Ida B. Wells-Barnett was born in 1862 in Holly Springs, Mississippi to parents who had recently been freed from slavery. When she was 16, both of her parents and three of her siblings died of yellow fever, leaving her to raise her five remaining siblings on her own.   

Wells-Barnett was a woman of strong convictions, who wasn’t afraid to fight for what she believed. In 1884, she successfully sued a railroad company for forcing her off a train when she refused to ride in the smoking car. The article she wrote about the lawsuit marked the beginning of her illustrious career as a journalist. 

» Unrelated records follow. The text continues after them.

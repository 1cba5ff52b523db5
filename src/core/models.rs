//! Core data models for translation

use serde::{Deserialize, Serialize};

use crate::core::errors::ErrorKind;

/// One caller's translation job
#[derive(Debug, Clone, PartialEq, Eq, Serialize, Deserialize)]
pub struct TranslationRequest {
    pub target_language: String,
    /// Opaque JSON text, embedded into the prompt verbatim
    pub source_document: String,
}

impl TranslationRequest {
    pub fn new(target_language: impl Into<String>, source_document: impl Into<String>) -> Self {
        Self {
            target_language: target_language.into(),
            source_document: source_document.into(),
        }
    }
}

/// Unprocessed backend text for one request
#[derive(Debug, Clone, PartialEq, Eq)]
pub struct GeneratedReply {
    pub raw_text: String,
}

impl GeneratedReply {
    pub fn new(raw_text: impl Into<String>) -> Self {
        Self {
            raw_text: raw_text.into(),
        }
    }
}

/// A reply that has passed fence stripping and a strict JSON parse.
///
/// Only [`crate::core::sanitizer::sanitize`] constructs one, so holding a
/// value means parsing succeeded.
#[derive(Debug, Clone, PartialEq)]
pub struct SanitizedDocument {
    pub(crate) json: serde_json::Value,
}

impl SanitizedDocument {
    /// Parsed value
    pub fn json(&self) -> &serde_json::Value {
        &self.json
    }

    pub fn into_json(self) -> serde_json::Value {
        self.json
    }
}

/// Terminal value handed back to the caller
#[derive(Debug, Clone, PartialEq, Eq, Serialize)]
#[serde(tag = "status", rename_all = "snake_case")]
pub enum TranslationResult {
    /// Pretty-printed, two-space indented JSON
    Success { formatted_json: String },
    Failure { kind: ErrorKind },
}

impl TranslationResult {
    pub fn is_ok(&self) -> bool {
        matches!(self, TranslationResult::Success { .. })
    }

    /// Translated JSON, absent on failure
    pub fn formatted_json(&self) -> Option<&str> {
        match self {
            TranslationResult::Success { formatted_json } => Some(formatted_json),
            TranslationResult::Failure { .. } => None,
        }
    }

    pub fn error_kind(&self) -> Option<ErrorKind> {
        match self {
            TranslationResult::Success { .. } => None,
            TranslationResult::Failure { kind } => Some(*kind),
        }
    }

    /// Text for the `message` field of the HTTP response
    pub fn message(&self) -> &str {
        match self {
            TranslationResult::Success { formatted_json } => formatted_json,
            TranslationResult::Failure { kind } => kind.user_message(),
        }
    }
}

/// Language offered in the picker
#[derive(Debug, Clone, Copy, PartialEq, Eq, Serialize)]
pub struct Language {
    pub id: &'static str,
    pub name: &'static str,
    pub icon: &'static str,
}

/// Languages offered to UI callers. The translator accepts any other name too.
pub const LANGUAGES: &[Language] = &[
    Language { id: "en", name: "English", icon: "🇬🇧" },
    Language { id: "es", name: "Spanish", icon: "🇪🇸" },
    Language { id: "de", name: "German", icon: "🇩🇪" },
    Language { id: "fr", name: "French", icon: "🇫🇷" },
    Language { id: "ja", name: "Japanese", icon: "🇯🇵" },
    Language { id: "ko", name: "Korean", icon: "🇰🇷" },
    Language { id: "zh", name: "Chinese", icon: "🇨🇳" },
    Language { id: "it", name: "Italian", icon: "🇮🇹" },
    Language { id: "ar", name: "Arabic", icon: "🇸🇦" },
    Language { id: "pl", name: "Polish", icon: "🇵🇱" },
    Language { id: "nl", name: "Dutch", icon: "🇳🇱" },
    Language { id: "hi", name: "Hindi", icon: "🇮🇳" },
    Language { id: "pt", name: "Portuguese", icon: "🇵🇹" },
    Language { id: "ru", name: "Russian", icon: "🇷🇺" },
];

/// Look up a catalog entry by id or name, case-insensitively
pub fn find_language(query: &str) -> Option<&'static Language> {
    let query = query.trim();
    LANGUAGES
        .iter()
        .find(|l| l.id.eq_ignore_ascii_case(query) || l.name.eq_ignore_ascii_case(query))
}
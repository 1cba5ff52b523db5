//! Main entry point for the JSON i18n translator CLI

#![forbid(unsafe_code)]

use clap::Parser;
use dotenvy::dotenv;
use std::path::PathBuf;
use tracing_subscriber::{layer::SubscriberExt, util::SubscriberInitExt};

use json_i18n_translator::cli::commands::{self, Commands};
use json_i18n_translator::{JsonTranslator, TranslatorConfig};

/// JSON i18n Translator - translate JSON language files with Gemini
#[derive(Parser, Debug)]
#[command(name = "json-i18n-translator", version, about, long_about = None)]
struct Args {
    /// API key for Gemini (optional, defaults to GOOGLE_API_KEY env var)
    #[arg(long)]
    api_key: Option<String>,

    /// JSON configuration file (replaces environment configuration)
    #[arg(long)]
    config: Option<PathBuf>,

    /// Generation model (defaults to GEMINI_MODEL or gemini-1.5-flash)
    #[arg(long)]
    model: Option<String>,

    /// Maximum wait for one backend call in milliseconds
    #[arg(long)]
    timeout_ms: Option<u64>,

    /// Enable verbose logging
    #[arg(short, long)]
    verbose: bool,

    #[command(subcommand)]
    command: Option<Commands>,
}

impl Args {
    /// Build the process-wide configuration once; CLI flags win over env
    fn load_config(&self) -> anyhow::Result<TranslatorConfig> {
        let mut config = match &self.config {
            Some(path) => {
                let mut config = TranslatorConfig::from_file(path)?;
                if let Some(api_key) = &self.api_key {
                    config.api_key = api_key.clone();
                }
                config
            }
            None => TranslatorConfig::from_env_with_key(self.api_key.clone())?,
        };

        if let Some(model) = &self.model {
            config.model = model.clone();
        }
        if let Some(timeout_ms) = self.timeout_ms {
            config.timeout_ms = timeout_ms;
        }

        config.validate()?;
        Ok(config)
    }
}

#[tokio::main]
async fn main() -> anyhow::Result<()> {
    // Load environment variables
    dotenv().ok();

    let mut args = Args::parse();

    // Initialize logging
    let default_level = if args.verbose { "debug" } else { "info" };
    let default_filter = format!(
        "{}={},tower_http={}",
        env!("CARGO_CRATE_NAME"),
        default_level,
        default_level
    );

    tracing_subscriber::registry()
        .with(
            tracing_subscriber::EnvFilter::try_from_default_env()
                .unwrap_or_else(|_| default_filter.into()),
        )
        .with(tracing_subscriber::fmt::layer())
        .init();

    let Some(command) = args.command.take() else {
        println!("Please specify a command. Use --help for more information.");
        return Ok(());
    };

    let config = args.load_config()?;
    let translator = JsonTranslator::with_gemini(&config)?;

    // Execute command
    match command {
        Commands::Translate {
            file,
            target_lang,
            output,
        } => {
            commands::handle_translate(translator, file, target_lang, output).await?;
        }
        Commands::Serve { host, port } => {
            commands::handle_serve(translator, host, port).await?;
        }
    }

    Ok(())
}
//! Unified server error type.
//!
//! Every handler returns `Result<T, ServerError>`, which implements
//! [`axum::response::IntoResponse`] so errors become a
//! `{"success": false, "message": ...}` body with a matching status code.
//!
//! Internal errors are logged with full detail but only a generic message is
//! returned to the caller.

use std::any::Any;

use axum::extract::multipart::MultipartRejection;
use axum::extract::rejection::{JsonRejection, PathRejection};
use axum::http::StatusCode;
use axum::response::{IntoResponse, Response};
use axum::Json;
use pantry_core::ChatError;
use serde_json::json;
use thiserror::Error;
use tracing::error;

#[derive(Debug, Error)]
pub enum ServerError {
    /// The caller referenced a chat that does not exist.
    #[error("not found: {0}")]
    NotFound(String),

    /// The caller sent an invalid or malformed request.
    #[error("bad request: {0}")]
    BadRequest(String),

    /// An unclassified internal server error.
    #[error("internal error: {0}")]
    Internal(String),
}

impl IntoResponse for ServerError {
    fn into_response(self) -> Response {
        let (status, client_message) = match &self {
            ServerError::NotFound(m) => (StatusCode::NOT_FOUND, m.clone()),
            ServerError::BadRequest(m) => (StatusCode::BAD_REQUEST, m.clone()),
            ServerError::Internal(m) => {
                error!(message = %m, "internal server error");
                (
                    StatusCode::INTERNAL_SERVER_ERROR,
                    "internal server error".to_owned(),
                )
            }
        };
        (
            status,
            Json(json!({ "success": false, "message": client_message })),
        )
            .into_response()
    }
}

impl From<ChatError> for ServerError {
    fn from(e: ChatError) -> Self {
        match e {
            ChatError::NotFound(_) => ServerError::NotFound("Chat session not found".into()),
            ChatError::Validation(m) => ServerError::BadRequest(m),
        }
    }
}

impl From<JsonRejection> for ServerError {
    fn from(rejection: JsonRejection) -> Self {
        ServerError::BadRequest(rejection.body_text())
    }
}

impl From<PathRejection> for ServerError {
    fn from(rejection: PathRejection) -> Self {
        ServerError::BadRequest(rejection.body_text())
    }
}

impl From<MultipartRejection> for ServerError {
    fn from(rejection: MultipartRejection) -> Self {
        ServerError::BadRequest(rejection.body_text())
    }
}

/// Response for a panicking handler, installed through
/// `tower_http::catch_panic::CatchPanicLayer::custom`.
pub fn panic_response(panic: Box<dyn Any + Send + 'static>) -> Response {
    let detail = if let Some(s) = panic.downcast_ref::<String>() {
        s.clone()
    } else if let Some(s) = panic.downcast_ref::<&str>() {
        (*s).to_owned()
    } else {
        "unknown panic payload".to_owned()
    };
    ServerError::Internal(format!("handler panicked: {detail}")).into_response()
}
use std::sync::Arc;

use axum::http::HeaderValue;
use tower_http::cors::{Any, CorsLayer};

use crate::state::AppState;

/// Allow the configured origins, or any origin when none (or none valid) are set.
pub fn cors_layer(state: Arc<AppState>) -> CorsLayer {
    let origins: Vec<HeaderValue> = state
        .config
        .cors_allowed_origins
        .as_deref()
        .map(|list| {
            list.split(',')
                .filter_map(|s| s.trim().parse().ok())
                .collect()
        })
        .unwrap_or_default();

    let cors = CorsLayer::new().allow_headers(Any).allow_methods(Any);
    if origins.is_empty() {
        // Wildcard, suitable for development; set PANTRY_CORS_ORIGINS in production.
        cors.allow_origin(Any)
    } else {
        cors.allow_origin(origins)
    }
}
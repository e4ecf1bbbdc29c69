//! Chat session routes.
//!
//! Sessions are held in memory by [`pantry_core::ChatService`]; a user turn
//! carrying ingredients is answered through the recipe provider chain.

use std::sync::Arc;

use axum::extract::State;
use axum::routing::{get, post};
use axum::{Json, Router};
use tracing::{debug, info};
use utoipa::OpenApi;

use crate::error::ServerError;
use crate::extract::{ApiJson, ApiPath};
use crate::schemas::chat::{
    CreateChatResponse, HistoryResponse, MessageResponse, PreferencesBody, RefineRequest,
    SendMessageRequest, SendMessageResponse,
};
use crate::state::AppState;

#[derive(OpenApi)]
#[openapi(
    paths(create_chat, send_message, get_history, refine_recipe),
    components(schemas(
        CreateChatResponse,
        SendMessageRequest,
        SendMessageResponse,
        HistoryResponse,
        MessageResponse,
        PreferencesBody,
        RefineRequest,
    ))
)]
pub struct ChatApi;

/// Register chat routes (nested under `/api/chat`).
pub fn router() -> Router<Arc<AppState>> {
    Router::new()
        .route("/create", post(create_chat))
        .route("/{chat_id}/message", post(send_message))
        .route("/{chat_id}/history", get(get_history))
        .route("/{chat_id}/refine", post(refine_recipe))
}

#[utoipa::path(
    post,
    path = "/api/chat/create",
    tag = "chat",
    responses(
        (status = 200, description = "Chat session created", body = CreateChatResponse),
    )
)]
pub async fn create_chat(State(state): State<Arc<AppState>>) -> Json<CreateChatResponse> {
    let session = state.chat.create_chat().await;
    Json(CreateChatResponse::created(&session))
}

#[utoipa::path(
    post,
    path = "/api/chat/{chatId}/message",
    tag = "chat",
    params(("chatId" = String, Path, description = "Chat session ID")),
    request_body = SendMessageRequest,
    responses(
        (status = 200, description = "Assistant reply", body = SendMessageResponse),
        (status = 400, description = "Malformed or mistyped request body"),
        (status = 404, description = "Chat session not found"),
    )
)]
pub async fn send_message(
    State(state): State<Arc<AppState>>,
    ApiPath(chat_id): ApiPath<String>,
    ApiJson(req): ApiJson<SendMessageRequest>,
) -> Result<Json<SendMessageResponse>, ServerError> {
    debug!(
        %chat_id,
        ingredients = req.ingredients.as_ref().map_or(0, Vec::len),
        "chat message received"
    );

    let reply = state.chat.send_message(&chat_id, req.into()).await?;
    info!(%chat_id, reply_len = reply.content.len(), "assistant replied");

    Ok(Json(SendMessageResponse {
        success: true,
        message: reply.into(),
    }))
}

#[utoipa::path(
    get,
    path = "/api/chat/{chatId}/history",
    tag = "chat",
    params(("chatId" = String, Path, description = "Chat session ID")),
    responses(
        (status = 200, description = "Messages in arrival order", body = HistoryResponse),
        (status = 404, description = "Chat session not found"),
    )
)]
pub async fn get_history(
    State(state): State<Arc<AppState>>,
    ApiPath(chat_id): ApiPath<String>,
) -> Result<Json<HistoryResponse>, ServerError> {
    let messages = state.chat.history(&chat_id).await?;
    Ok(Json(HistoryResponse {
        success: true,
        messages: messages.into_iter().map(Into::into).collect(),
    }))
}

/// Revise the latest (or a supplied) recipe from user feedback.
#[utoipa::path(
    post,
    path = "/api/chat/{chatId}/refine",
    tag = "chat",
    params(("chatId" = String, Path, description = "Chat session ID")),
    request_body = RefineRequest,
    responses(
        (status = 200, description = "Refined recipe", body = SendMessageResponse),
        (status = 400, description = "Empty feedback or nothing to refine"),
        (status = 404, description = "Chat session not found"),
    )
)]
pub async fn refine_recipe(
    State(state): State<Arc<AppState>>,
    ApiPath(chat_id): ApiPath<String>,
    ApiJson(req): ApiJson<RefineRequest>,
) -> Result<Json<SendMessageResponse>, ServerError> {
    let reply = state
        .chat
        .refine(&chat_id, &req.feedback, req.recipe.as_deref())
        .await?;
    Ok(Json(SendMessageResponse {
        success: true,
        message: reply.into(),
    }))
}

In her writing, Wells-Barnett called attention to inequality and advocated for racial justice. She focused on educating the public about the horrors of lynching by gathering data and challenging inaccurate perceptions. She travelled to Europe in 1893 and 1898 to enlist Europeans in the anti-lynching cause. 

Wells-Barnett was also active in the women’s club movement and multiple national organizations. She organized the first civic club in Chicago for African American women, and founded the Negro Fellowship League, which was an alternative to settlement houses in Chicago. In order to fund the center and provide social services, she worked as a probation officer, the first African American to do so in Chicago. In 1913, she established the Alpha Suffrage Club, which conducted voter registration drives for African American women. She was involved in the National Association of Colored Women, the National Association for the Advancement of Colored People, and the National Afro-American Council, but ultimately withdrew from all three organizations over ideological disagreements. 

Outspoken and unwavering in her beliefs, Wells-Barnett was not always popular. She faced real consequences and considerable danger for the work she did. Nonetheless, she remained committed to the cause of African American empowerment throughout her life.